►

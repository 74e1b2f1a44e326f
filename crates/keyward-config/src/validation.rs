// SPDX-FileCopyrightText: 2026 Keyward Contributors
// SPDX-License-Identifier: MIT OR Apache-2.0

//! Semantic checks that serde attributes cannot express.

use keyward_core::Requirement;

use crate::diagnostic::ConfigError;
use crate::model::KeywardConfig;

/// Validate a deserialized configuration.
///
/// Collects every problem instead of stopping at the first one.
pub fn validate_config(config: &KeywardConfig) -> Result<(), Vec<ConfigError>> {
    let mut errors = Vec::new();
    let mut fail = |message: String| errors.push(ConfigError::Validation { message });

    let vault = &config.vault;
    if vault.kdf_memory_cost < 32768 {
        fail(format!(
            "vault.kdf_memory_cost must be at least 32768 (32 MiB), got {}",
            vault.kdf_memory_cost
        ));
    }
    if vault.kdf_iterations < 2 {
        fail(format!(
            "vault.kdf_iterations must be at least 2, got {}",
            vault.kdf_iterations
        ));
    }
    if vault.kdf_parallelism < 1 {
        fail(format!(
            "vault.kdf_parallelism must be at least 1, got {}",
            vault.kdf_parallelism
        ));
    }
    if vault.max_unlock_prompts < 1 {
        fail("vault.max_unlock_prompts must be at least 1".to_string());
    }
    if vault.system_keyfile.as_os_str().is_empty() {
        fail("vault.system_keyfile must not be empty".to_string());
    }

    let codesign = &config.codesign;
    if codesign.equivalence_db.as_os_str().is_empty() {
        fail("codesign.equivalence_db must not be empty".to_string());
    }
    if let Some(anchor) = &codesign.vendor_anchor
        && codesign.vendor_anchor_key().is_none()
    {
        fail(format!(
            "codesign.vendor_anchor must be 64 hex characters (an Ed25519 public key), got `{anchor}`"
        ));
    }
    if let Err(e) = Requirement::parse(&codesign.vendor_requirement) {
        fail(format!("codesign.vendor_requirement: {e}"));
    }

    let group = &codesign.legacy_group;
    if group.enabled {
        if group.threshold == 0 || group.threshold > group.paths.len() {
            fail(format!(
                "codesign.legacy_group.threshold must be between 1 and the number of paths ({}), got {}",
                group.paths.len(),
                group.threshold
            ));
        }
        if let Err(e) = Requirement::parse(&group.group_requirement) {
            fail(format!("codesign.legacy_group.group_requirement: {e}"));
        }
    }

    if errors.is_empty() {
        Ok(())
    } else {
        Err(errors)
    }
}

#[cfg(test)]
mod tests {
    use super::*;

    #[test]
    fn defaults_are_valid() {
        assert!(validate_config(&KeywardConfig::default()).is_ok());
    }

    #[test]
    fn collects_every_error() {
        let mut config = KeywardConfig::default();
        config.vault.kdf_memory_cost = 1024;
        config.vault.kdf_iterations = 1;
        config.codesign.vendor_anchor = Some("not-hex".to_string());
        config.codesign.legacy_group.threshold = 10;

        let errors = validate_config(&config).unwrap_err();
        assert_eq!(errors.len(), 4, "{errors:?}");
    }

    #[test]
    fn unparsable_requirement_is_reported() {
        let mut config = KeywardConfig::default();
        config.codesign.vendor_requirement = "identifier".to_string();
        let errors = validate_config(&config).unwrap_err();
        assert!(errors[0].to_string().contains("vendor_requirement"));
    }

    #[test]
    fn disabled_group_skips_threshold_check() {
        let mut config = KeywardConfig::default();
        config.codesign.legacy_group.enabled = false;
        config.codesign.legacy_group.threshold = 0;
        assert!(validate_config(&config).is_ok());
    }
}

◄
►

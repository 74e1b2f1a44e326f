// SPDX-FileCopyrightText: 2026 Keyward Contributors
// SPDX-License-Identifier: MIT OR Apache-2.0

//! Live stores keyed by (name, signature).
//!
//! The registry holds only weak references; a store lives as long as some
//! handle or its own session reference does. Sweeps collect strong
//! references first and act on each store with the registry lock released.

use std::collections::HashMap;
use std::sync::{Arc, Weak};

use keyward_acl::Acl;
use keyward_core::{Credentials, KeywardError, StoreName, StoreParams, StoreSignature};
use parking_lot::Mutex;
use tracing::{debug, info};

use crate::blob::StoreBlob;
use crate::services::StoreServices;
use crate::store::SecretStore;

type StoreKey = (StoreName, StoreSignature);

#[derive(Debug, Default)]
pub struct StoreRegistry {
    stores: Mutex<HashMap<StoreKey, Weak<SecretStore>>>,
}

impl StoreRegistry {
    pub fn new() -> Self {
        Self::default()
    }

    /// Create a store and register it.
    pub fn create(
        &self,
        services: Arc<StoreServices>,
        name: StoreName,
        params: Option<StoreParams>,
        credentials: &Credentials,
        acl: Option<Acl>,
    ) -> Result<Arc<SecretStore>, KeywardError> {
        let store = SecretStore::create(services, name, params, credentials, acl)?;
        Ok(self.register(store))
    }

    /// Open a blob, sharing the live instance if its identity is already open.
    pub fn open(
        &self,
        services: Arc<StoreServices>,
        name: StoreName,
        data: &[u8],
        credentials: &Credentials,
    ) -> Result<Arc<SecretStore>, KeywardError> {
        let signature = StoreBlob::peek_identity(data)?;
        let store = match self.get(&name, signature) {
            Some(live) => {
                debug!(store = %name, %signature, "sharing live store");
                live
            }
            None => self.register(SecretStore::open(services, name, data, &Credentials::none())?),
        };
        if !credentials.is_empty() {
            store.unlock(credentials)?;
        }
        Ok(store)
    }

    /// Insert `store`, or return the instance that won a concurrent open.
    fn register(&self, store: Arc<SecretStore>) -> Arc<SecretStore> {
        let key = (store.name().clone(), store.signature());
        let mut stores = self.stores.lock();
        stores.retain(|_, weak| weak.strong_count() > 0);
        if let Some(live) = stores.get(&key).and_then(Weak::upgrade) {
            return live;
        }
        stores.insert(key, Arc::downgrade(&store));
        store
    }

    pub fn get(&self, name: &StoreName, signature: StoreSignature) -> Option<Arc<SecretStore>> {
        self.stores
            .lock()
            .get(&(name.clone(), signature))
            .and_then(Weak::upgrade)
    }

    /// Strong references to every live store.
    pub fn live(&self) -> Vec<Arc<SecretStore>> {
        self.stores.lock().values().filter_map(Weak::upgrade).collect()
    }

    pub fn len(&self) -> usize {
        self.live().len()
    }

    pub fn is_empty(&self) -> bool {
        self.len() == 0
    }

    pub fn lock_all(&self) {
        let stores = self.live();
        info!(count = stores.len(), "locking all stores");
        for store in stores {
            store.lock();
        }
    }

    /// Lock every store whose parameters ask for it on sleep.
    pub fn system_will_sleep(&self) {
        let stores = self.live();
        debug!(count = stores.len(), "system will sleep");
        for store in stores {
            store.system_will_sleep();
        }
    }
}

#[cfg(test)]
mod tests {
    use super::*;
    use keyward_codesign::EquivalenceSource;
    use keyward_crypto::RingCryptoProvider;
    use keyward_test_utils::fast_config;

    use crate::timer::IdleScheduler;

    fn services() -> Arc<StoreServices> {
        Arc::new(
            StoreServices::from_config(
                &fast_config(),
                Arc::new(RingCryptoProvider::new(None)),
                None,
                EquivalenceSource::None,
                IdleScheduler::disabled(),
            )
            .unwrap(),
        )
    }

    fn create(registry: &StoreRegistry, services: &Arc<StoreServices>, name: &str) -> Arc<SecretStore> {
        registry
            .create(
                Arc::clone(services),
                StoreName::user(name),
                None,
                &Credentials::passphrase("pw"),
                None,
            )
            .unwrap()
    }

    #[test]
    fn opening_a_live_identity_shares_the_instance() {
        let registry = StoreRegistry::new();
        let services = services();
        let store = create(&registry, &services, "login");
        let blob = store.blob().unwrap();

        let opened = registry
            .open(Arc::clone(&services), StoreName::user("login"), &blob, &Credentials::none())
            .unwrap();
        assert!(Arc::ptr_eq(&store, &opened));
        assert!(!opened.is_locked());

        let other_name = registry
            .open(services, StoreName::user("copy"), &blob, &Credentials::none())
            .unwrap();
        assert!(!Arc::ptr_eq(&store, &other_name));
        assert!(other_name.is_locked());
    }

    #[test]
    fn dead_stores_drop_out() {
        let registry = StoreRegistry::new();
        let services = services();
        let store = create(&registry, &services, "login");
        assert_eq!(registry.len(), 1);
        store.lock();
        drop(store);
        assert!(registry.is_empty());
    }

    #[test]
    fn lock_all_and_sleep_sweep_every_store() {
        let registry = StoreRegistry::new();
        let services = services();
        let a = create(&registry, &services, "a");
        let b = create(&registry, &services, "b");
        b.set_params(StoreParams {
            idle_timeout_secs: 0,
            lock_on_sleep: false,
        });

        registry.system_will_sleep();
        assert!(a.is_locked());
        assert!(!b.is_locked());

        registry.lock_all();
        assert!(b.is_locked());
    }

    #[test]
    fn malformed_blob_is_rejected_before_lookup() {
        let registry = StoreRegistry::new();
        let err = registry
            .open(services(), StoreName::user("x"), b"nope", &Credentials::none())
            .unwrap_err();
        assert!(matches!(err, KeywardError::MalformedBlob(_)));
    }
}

◄
►

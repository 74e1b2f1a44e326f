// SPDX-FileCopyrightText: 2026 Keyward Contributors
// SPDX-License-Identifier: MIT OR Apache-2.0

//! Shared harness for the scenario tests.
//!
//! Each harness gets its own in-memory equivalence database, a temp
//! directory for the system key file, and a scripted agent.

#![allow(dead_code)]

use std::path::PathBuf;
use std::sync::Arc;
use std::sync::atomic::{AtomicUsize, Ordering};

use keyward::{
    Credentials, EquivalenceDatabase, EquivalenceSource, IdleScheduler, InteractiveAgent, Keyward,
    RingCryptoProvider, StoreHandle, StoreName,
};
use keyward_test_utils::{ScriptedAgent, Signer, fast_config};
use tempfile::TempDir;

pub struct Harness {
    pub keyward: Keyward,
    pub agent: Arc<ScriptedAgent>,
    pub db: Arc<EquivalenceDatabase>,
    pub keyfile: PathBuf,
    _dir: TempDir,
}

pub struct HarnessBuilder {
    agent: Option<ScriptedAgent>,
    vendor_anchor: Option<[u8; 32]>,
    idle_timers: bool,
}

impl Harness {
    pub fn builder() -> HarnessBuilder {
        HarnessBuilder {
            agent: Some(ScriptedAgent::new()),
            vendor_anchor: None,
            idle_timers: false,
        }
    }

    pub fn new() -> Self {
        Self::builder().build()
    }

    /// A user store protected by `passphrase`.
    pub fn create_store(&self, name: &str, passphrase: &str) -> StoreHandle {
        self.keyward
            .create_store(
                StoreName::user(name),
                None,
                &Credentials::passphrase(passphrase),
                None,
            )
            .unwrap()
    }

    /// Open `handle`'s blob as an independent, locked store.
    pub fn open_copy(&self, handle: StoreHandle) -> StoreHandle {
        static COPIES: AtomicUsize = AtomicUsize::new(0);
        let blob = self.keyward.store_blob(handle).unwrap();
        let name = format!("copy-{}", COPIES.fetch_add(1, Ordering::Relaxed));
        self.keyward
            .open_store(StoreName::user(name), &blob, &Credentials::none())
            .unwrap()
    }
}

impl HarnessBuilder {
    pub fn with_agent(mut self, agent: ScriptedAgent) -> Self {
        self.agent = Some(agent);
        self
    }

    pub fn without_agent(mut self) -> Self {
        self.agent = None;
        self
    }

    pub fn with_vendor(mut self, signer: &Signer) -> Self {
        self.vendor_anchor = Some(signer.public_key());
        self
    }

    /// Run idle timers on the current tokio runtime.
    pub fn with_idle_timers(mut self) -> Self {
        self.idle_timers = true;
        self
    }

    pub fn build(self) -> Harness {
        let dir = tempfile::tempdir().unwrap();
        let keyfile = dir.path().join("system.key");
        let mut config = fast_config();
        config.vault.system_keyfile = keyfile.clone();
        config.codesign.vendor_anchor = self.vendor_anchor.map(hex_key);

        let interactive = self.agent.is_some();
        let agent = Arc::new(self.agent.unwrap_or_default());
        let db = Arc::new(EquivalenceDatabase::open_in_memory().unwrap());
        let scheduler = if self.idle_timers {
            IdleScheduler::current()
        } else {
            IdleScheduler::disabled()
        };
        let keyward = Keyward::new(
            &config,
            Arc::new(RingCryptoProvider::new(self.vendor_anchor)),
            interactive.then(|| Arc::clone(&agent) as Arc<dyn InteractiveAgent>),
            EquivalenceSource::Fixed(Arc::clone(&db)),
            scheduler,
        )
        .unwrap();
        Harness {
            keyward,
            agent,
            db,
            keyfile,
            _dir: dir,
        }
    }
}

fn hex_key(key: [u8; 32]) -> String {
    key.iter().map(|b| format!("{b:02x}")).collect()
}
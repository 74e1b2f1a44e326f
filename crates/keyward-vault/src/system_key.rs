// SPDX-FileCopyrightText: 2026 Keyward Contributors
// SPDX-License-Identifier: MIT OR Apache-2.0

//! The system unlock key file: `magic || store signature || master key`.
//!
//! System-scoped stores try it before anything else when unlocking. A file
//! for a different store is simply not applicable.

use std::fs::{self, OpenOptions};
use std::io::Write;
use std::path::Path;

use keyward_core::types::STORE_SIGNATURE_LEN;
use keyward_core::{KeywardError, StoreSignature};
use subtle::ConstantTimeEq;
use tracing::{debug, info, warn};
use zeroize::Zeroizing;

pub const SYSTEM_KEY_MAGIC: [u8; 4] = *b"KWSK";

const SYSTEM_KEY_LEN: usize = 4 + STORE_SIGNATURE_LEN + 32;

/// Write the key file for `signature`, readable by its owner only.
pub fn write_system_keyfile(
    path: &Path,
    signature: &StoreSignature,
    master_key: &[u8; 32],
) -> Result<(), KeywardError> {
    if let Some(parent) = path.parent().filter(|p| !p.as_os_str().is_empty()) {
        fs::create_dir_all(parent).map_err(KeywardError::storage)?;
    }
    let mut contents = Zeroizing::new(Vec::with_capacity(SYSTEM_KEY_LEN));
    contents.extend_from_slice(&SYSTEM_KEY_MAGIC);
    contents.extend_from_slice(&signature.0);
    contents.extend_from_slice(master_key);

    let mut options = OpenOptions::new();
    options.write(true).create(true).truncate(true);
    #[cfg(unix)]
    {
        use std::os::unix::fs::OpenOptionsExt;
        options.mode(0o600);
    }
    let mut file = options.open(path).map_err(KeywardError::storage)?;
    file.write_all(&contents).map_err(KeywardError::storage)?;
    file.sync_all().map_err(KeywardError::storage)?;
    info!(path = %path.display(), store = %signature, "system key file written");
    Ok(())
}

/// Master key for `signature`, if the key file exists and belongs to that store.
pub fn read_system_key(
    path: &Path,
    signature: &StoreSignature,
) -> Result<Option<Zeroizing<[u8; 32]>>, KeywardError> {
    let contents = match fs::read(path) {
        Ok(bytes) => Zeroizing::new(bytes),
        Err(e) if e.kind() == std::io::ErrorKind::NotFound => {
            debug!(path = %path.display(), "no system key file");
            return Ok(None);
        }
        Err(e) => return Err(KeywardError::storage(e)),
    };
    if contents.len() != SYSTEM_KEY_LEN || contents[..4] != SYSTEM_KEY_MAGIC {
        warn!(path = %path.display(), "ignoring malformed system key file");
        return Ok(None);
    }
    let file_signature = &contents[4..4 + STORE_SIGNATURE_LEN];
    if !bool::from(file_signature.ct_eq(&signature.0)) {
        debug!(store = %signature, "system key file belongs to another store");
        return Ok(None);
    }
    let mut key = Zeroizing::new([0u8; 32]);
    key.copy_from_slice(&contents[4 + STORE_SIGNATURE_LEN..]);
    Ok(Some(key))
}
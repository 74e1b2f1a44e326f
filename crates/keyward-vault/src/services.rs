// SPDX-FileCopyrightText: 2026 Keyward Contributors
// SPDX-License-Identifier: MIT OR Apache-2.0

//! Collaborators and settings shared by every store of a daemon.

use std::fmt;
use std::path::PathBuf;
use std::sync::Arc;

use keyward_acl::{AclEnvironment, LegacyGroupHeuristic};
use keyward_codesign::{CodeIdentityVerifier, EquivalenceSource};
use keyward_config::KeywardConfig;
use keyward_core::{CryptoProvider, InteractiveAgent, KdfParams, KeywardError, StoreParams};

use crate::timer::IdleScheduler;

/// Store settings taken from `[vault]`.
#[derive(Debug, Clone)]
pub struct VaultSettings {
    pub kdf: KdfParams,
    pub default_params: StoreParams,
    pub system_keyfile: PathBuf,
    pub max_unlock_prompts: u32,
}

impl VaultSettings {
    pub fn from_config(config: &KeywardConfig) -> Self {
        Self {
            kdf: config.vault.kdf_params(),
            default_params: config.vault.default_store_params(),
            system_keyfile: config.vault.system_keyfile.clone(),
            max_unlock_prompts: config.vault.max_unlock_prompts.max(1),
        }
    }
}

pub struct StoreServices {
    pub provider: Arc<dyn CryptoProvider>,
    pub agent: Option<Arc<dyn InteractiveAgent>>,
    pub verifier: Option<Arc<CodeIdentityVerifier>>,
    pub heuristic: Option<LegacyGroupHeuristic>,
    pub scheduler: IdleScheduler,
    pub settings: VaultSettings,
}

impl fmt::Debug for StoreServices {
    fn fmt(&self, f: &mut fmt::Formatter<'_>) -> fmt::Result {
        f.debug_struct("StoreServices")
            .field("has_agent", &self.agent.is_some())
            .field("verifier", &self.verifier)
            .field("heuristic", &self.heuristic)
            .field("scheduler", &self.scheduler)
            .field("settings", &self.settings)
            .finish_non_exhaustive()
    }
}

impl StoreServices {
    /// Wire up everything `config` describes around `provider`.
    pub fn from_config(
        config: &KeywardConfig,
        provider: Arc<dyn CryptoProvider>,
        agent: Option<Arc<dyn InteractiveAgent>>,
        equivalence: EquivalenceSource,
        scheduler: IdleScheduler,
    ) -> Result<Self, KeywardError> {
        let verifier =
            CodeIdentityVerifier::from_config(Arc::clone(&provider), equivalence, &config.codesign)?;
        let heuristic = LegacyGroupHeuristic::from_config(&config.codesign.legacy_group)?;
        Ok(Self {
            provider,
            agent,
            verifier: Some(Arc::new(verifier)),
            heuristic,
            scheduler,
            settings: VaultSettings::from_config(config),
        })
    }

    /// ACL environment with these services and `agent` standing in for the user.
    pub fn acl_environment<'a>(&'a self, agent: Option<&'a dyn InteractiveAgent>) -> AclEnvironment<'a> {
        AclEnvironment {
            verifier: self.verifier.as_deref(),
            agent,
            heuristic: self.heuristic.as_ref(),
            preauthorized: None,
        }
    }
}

◄

= EXERCISE =
If a line of the data contains the string "LegacyGroupHeuristic", count it; then give the total alone.

= ANSWER TO THIS EXERCISE =
3